#### [TASK OBJECTIVE]
Pull every line with "unit" from the entries below.

****

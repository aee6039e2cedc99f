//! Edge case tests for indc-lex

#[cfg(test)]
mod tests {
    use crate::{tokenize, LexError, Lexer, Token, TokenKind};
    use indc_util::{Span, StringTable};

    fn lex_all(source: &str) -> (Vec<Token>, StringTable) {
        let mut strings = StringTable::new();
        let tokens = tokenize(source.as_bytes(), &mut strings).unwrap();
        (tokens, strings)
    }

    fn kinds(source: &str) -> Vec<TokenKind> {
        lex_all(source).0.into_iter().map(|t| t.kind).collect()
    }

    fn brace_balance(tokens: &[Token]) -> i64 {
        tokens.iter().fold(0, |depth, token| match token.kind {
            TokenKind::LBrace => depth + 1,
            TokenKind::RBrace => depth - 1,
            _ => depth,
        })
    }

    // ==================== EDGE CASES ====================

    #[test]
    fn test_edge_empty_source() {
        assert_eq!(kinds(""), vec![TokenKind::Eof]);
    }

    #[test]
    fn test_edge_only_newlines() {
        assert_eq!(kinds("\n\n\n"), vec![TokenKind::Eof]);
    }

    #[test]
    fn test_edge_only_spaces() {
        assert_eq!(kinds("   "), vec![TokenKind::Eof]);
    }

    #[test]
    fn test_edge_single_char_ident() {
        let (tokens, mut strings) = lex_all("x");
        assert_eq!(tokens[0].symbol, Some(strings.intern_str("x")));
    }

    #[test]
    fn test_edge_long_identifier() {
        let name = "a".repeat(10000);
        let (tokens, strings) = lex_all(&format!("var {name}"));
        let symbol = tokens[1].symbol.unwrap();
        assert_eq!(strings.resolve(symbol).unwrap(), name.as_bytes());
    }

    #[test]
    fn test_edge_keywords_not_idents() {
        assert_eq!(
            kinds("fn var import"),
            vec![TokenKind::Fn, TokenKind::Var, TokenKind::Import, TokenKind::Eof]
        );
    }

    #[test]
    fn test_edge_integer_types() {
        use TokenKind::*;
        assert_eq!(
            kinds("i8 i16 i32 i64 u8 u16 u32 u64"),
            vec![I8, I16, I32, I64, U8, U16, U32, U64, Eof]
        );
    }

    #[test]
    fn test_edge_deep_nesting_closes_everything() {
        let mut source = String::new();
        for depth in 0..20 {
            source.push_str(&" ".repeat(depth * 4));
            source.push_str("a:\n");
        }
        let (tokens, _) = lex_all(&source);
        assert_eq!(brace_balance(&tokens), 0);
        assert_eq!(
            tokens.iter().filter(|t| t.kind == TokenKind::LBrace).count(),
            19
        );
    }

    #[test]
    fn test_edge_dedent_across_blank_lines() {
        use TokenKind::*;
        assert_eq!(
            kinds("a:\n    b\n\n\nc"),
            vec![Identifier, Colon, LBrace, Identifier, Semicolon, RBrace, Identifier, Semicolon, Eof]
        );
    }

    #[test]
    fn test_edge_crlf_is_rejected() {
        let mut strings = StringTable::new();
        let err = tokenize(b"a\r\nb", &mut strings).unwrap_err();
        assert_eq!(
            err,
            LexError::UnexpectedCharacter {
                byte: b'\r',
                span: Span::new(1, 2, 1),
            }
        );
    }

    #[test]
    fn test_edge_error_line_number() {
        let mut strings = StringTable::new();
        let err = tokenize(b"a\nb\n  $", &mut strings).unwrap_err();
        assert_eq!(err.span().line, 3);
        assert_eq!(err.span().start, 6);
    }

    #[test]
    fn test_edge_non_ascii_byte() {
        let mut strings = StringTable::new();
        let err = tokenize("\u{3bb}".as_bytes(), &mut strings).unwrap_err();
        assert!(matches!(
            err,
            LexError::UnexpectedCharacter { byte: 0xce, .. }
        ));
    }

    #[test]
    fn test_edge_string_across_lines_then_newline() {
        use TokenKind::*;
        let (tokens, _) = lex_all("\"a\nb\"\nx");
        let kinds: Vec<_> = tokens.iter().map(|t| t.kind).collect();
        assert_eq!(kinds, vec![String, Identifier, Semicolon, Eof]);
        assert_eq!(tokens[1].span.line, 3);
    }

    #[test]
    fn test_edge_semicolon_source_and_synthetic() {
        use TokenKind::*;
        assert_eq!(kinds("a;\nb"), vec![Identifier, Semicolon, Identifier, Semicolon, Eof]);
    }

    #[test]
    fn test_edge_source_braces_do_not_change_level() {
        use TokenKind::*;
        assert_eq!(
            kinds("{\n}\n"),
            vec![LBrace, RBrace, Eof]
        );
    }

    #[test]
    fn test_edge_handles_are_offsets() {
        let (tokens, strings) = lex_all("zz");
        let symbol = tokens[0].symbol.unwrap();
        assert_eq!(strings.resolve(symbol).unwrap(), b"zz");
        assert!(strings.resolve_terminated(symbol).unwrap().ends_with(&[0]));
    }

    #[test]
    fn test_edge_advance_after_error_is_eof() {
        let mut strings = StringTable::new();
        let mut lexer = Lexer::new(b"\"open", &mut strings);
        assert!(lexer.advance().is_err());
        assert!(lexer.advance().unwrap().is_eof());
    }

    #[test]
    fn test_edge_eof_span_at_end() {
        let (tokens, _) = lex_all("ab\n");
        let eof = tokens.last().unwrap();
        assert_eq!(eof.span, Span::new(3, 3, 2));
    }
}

****

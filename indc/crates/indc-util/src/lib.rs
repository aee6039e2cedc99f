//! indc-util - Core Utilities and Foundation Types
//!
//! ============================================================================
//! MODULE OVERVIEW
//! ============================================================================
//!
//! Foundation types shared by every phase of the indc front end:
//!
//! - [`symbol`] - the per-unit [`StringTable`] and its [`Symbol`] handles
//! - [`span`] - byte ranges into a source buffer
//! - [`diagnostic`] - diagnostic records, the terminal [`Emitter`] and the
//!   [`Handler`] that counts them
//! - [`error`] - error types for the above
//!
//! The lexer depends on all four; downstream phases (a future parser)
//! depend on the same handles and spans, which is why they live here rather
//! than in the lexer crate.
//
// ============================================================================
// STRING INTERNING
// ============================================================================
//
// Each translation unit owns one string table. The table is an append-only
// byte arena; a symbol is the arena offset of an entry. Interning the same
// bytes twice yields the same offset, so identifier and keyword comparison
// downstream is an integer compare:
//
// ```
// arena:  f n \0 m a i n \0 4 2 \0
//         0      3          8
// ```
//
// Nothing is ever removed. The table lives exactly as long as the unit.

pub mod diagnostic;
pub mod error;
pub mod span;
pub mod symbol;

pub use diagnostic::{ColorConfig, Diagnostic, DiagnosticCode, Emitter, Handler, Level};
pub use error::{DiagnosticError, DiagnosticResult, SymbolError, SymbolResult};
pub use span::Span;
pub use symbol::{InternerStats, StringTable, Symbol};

****

#### [OUTPUT OF THE EXERCISE]
//! - [`symbol`] - the per-unit [`StringTable`] and its [`Symbol`] handles
// Each translation unit owns one string table. The table is an append-only
// Nothing is ever removed. The table lives exactly as long as the unit.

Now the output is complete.